An Integrated System For Generating And Correcting Polytonic Greek OCR

Federico Boschetti (CNR, Pisa) and Bruce Robertson (Mount Allison University, Canada)

Digital Classicist London & Institute of Classical Studies seminar 2013

Friday July 19th at 16:30, in Room S264, Senate House, Malet Street, London WC1E 7HU

Video recording of seminar (MP4)

Audio recording of seminar (MP3)

Presentation (PDF)

In many fields, the digital books revolution provides wide and highly detailed access to pertinent texts; but this revolution has left behind scholars working with ancient Greek. While it is true that Hellenists have had digitized canonical texts for many years, these collections’ relatively limited scope and restrictive licenses are increasingly at odds with recent currents in computer-based humanities research: linked data, large-scale text mining, and syntatic treebanking, to name a few. Perhaps the most important impediments to digitizing polytonic Greek have been the lack of: a high-quality optical character recognition for this script, especially under open-source licenses; and an assisted editor for polytonic Greek OCR output. In this seminar, we present a integrated system that fills these critical gap, making it possible for polytonic Greek texts to be digitized en masse.

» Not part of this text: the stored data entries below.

//! Device memory allocation and host mapping
//!
//! Memory-type selection is a pure function over the physical device's memory
//! properties so it can be exercised without a GPU. [`MemoryAllocation`] owns
//! one `vk::DeviceMemory` and takes care of the invalidate/flush dance that
//! non-coherent memory needs around every host access.

use ash::vk;

use crate::vulkan::handle::{destroy, OwnedHandle};
use crate::vulkan::initialization::DeviceAccess;
use crate::vulkan::{VulkanError, VulkanResult};

/// Find the first memory type allowed by `type_bits` whose flags contain `desired`
///
/// When `desired` asks for lazily allocated memory and nothing matches, the
/// search is repeated once without that bit.
pub fn select_memory_type(
    properties: &vk::PhysicalDeviceMemoryProperties,
    type_bits: u32,
    desired: vk::MemoryPropertyFlags,
) -> Option<u32> {
    find_memory_type(properties, type_bits, desired).or_else(|| {
        if desired.contains(vk::MemoryPropertyFlags::LAZILY_ALLOCATED) {
            find_memory_type(
                properties,
                type_bits,
                desired & !vk::MemoryPropertyFlags::LAZILY_ALLOCATED,
            )
        } else {
            None
        }
    })
}

fn find_memory_type(
    properties: &vk::PhysicalDeviceMemoryProperties,
    type_bits: u32,
    desired: vk::MemoryPropertyFlags,
) -> Option<u32> {
    let count = (properties.memory_type_count as usize).min(vk::MAX_MEMORY_TYPES);
    properties.memory_types[..count]
        .iter()
        .enumerate()
        .find(|(index, memory_type)| {
            type_bits & (1 << index) != 0 && memory_type.property_flags.contains(desired)
        })
        .map(|(index, _)| index as u32)
}

/// A host-mapped range after rounding to the non-coherent atom size
#[derive(Debug, Clone, Copy, PartialEq, Eq)]
pub struct MappedRange {
    /// Aligned start of the mapping
    pub offset: vk::DeviceSize,
    /// Aligned length of the mapping
    pub size: vk::DeviceSize,
    /// Distance from the aligned start to the caller's offset
    pub delta: vk::DeviceSize,
}

/// Round `[offset, offset + size)` outwards to `atom` boundaries, clamped to the allocation
pub fn non_coherent_range(
    offset: vk::DeviceSize,
    size: vk::DeviceSize,
    atom: vk::DeviceSize,
    allocation_size: vk::DeviceSize,
) -> MappedRange {
    let atom = atom.max(1);
    let start = offset / atom * atom;
    let end = (offset + size).div_ceil(atom).saturating_mul(atom).min(allocation_size);
    MappedRange {
        offset: start,
        size: end.saturating_sub(start),
        delta: offset - start,
    }
}

/// Owned device memory plus what was learned when allocating it
#[derive(Debug)]
pub struct MemoryAllocation {
    memory: OwnedHandle<vk::DeviceMemory>,
    size: vk::DeviceSize,
    memory_type_index: u32,
    properties: vk::MemoryPropertyFlags,
    non_coherent_atom: vk::DeviceSize,
    bound: bool,
}

impl MemoryAllocation {
    /// Allocate memory satisfying `requirements` with at least the `desired` properties
    pub fn allocate(
        access: &DeviceAccess,
        requirements: vk::MemoryRequirements,
        desired: vk::MemoryPropertyFlags,
    ) -> VulkanResult<Self> {
        let capabilities = access.capabilities();
        let memory_type_index = select_memory_type(
            &capabilities.memory_properties,
            requirements.memory_type_bits,
            desired,
        )
        .ok_or(VulkanError::NoSuitableMemoryType)?;

        let allocate_info = vk::MemoryAllocateInfo::builder()
            .allocation_size(requirements.size)
            .memory_type_index(memory_type_index);

        let device = access.device();
        let memory = unsafe {
            device.allocate_memory(&allocate_info, None)
                .map_err(VulkanError::Api)?
        };

        let properties = capabilities.memory_properties.memory_types[memory_type_index as usize].property_flags;
        log::debug!(
            "Allocated {} bytes from memory type {} ({:?})",
            requirements.size, memory_type_index, properties
        );

        Ok(Self {
            memory: OwnedHandle::new(device, memory, destroy::memory),
            size: requirements.size,
            memory_type_index,
            properties,
            non_coherent_atom: capabilities.properties.limits.non_coherent_atom_size,
            bound: false,
        })
    }

    /// Get the memory handle
    pub fn handle(&self) -> vk::DeviceMemory {
        self.memory.raw()
    }

    /// Allocated size in bytes
    pub fn size(&self) -> vk::DeviceSize {
        self.size
    }

    /// Index of the memory type this allocation came from
    pub fn memory_type_index(&self) -> u32 {
        self.memory_type_index
    }

    /// Property flags of the resolved memory type
    pub fn property_flags(&self) -> vk::MemoryPropertyFlags {
        self.properties
    }

    /// Whether the host can map this memory
    pub fn is_host_visible(&self) -> bool {
        self.properties.contains(vk::MemoryPropertyFlags::HOST_VISIBLE)
    }

    /// Whether host writes need an explicit flush
    pub fn is_coherent(&self) -> bool {
        self.properties.contains(vk::MemoryPropertyFlags::HOST_COHERENT)
    }

    /// Whether a resource has been bound to this memory
    pub fn is_bound(&self) -> bool {
        self.bound
    }

    pub(crate) fn mark_bound(&mut self) {
        self.bound = true;
    }

    fn check_range(&self, offset: vk::DeviceSize, size: vk::DeviceSize) -> VulkanResult<()> {
        if !self.is_host_visible() {
            return Err(VulkanError::invalid("memory is not host visible"));
        }
        match offset.checked_add(size) {
            Some(end) if end <= self.size => Ok(()),
            _ => Err(VulkanError::invalid(format!(
                "range {offset}+{size} exceeds allocation of {} bytes",
                self.size
            ))),
        }
    }

    fn mapped_range(&self, offset: vk::DeviceSize, size: vk::DeviceSize) -> MappedRange {
        if self.is_coherent() {
            MappedRange { offset, size, delta: 0 }
        } else {
            non_coherent_range(offset, size, self.non_coherent_atom, self.size)
        }
    }

    fn range_info(&self, range: MappedRange) -> vk::MappedMemoryRange {
        vk::MappedMemoryRange::builder()
            .memory(self.memory.raw())
            .offset(range.offset)
            .size(range.size)
            .build()
    }

    /// Map `size` bytes at `offset`, invalidating non-coherent memory first
    ///
    /// Pair every call with [`MemoryAllocation::unmap`] using the same range.
    pub fn map(&self, offset: vk::DeviceSize, size: vk::DeviceSize) -> VulkanResult<*mut u8> {
        self.check_range(offset, size)?;
        let range = self.mapped_range(offset, size);
        let device = self.memory.device();

        let mapped = unsafe {
            device.map_memory(self.memory.raw(), range.offset, range.size, vk::MemoryMapFlags::empty())
                .map_err(VulkanError::Api)?
        };

        if !self.is_coherent() {
            let invalidated = unsafe { device.invalidate_mapped_memory_ranges(&[self.range_info(range)]) };
            if let Err(e) = invalidated {
                unsafe { device.unmap_memory(self.memory.raw()) };
                return Err(VulkanError::Api(e));
            }
        }

        Ok(unsafe { mapped.cast::<u8>().add(range.delta as usize) })
    }

    /// Flush non-coherent memory for the range, then unmap
    pub fn unmap(&self, offset: vk::DeviceSize, size: vk::DeviceSize) -> VulkanResult<()> {
        let device = self.memory.device();
        let flushed = if self.is_coherent() {
            Ok(())
        } else {
            let range = self.mapped_range(offset, size);
            unsafe { device.flush_mapped_memory_ranges(&[self.range_info(range)]) }
        };
        unsafe { device.unmap_memory(self.memory.raw()) };
        flushed.map_err(VulkanError::Api)
    }

    /// Map a range, hand it to `access` as a byte slice, then flush and unmap
    pub fn with_mapped<R>(
        &self,
        offset: vk::DeviceSize,
        size: vk::DeviceSize,
        access: impl FnOnce(&mut [u8]) -> R,
    ) -> VulkanResult<R> {
        let ptr = self.map(offset, size)?;
        // The mapping covers at least `size` bytes past `ptr` and stays alive until unmap.
        let bytes = unsafe { std::slice::from_raw_parts_mut(ptr, size as usize) };
        let result = access(bytes);
        self.unmap(offset, size)?;
        Ok(result)
    }

    /// Copy `data` into the memory at `offset`
    pub fn write_bytes(&self, data: &[u8], offset: vk::DeviceSize) -> VulkanResult<()> {
        self.with_mapped(offset, data.len() as vk::DeviceSize, |mapped| {
            mapped.copy_from_slice(data);
        })
    }

    /// Copy `out.len()` bytes at `offset` back to the host
    pub fn read_bytes(&self, out: &mut [u8], offset: vk::DeviceSize) -> VulkanResult<()> {
        self.with_mapped(offset, out.len() as vk::DeviceSize, |mapped| {
            out.copy_from_slice(mapped);
        })
    }
}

Rigaudon OCR is a complete suite of scripts, python code and data required for producing polytonic Greek OCR. It comprises: an OCR engine based on Gamera with many features specific to the recognition of polytonic Greek and specific classifiers to identify the characters in Teubner, Teubner-sans-serif, OCT/Loeb, and Didot editions. It includes an automatic spellchecker designed to correct Greek OCR errors, and it has a process for combining existing, high-quality Latin-script OCR output with parallel Greek output, as illustrated by this papyrological text. Finally, it coordinates these processes through Sun Grid Engine scripts required to queue and parallelize these processes.

The output provided by Rigaudon OCR is post-processed and piped to CoPhi, the proof-reading web application. In it, each token is spell-checked and errors are classified as one of the following: accent error; well formed syllabic sequence not in the dictionary; and a malformed character sequence. Suggestions provided by the spell-checker are added. If another edition of the same text is available, the OCR output is aligned to it, in order to reinforce the score of a low ranked suggestion or add at the top of the list a new suggestion.

CoPhi colors errors according to their classification, in order to capture the attention of the proof-readers. The proof reader web application loads and store document in a centralized repository. By aligning the original OCR output with the corrected document, error patterns are extracted, which are useful to improve the training sets that will be applied on new documents.

In the last two months, with this system we have generated raw OCR of dozens of texts from archive.org and experimented with hundreds more. A representative example of these, achieved an overall 95% aligned OCR accuracy score in our latest self-evaluation. Aiming for an industry-standard 98% accuracy, we plan to use this system to train the Tesseract and Ocropus engines in Greek OCR as well.

ALL WELCOME

The seminar will be followed by wine and refreshments.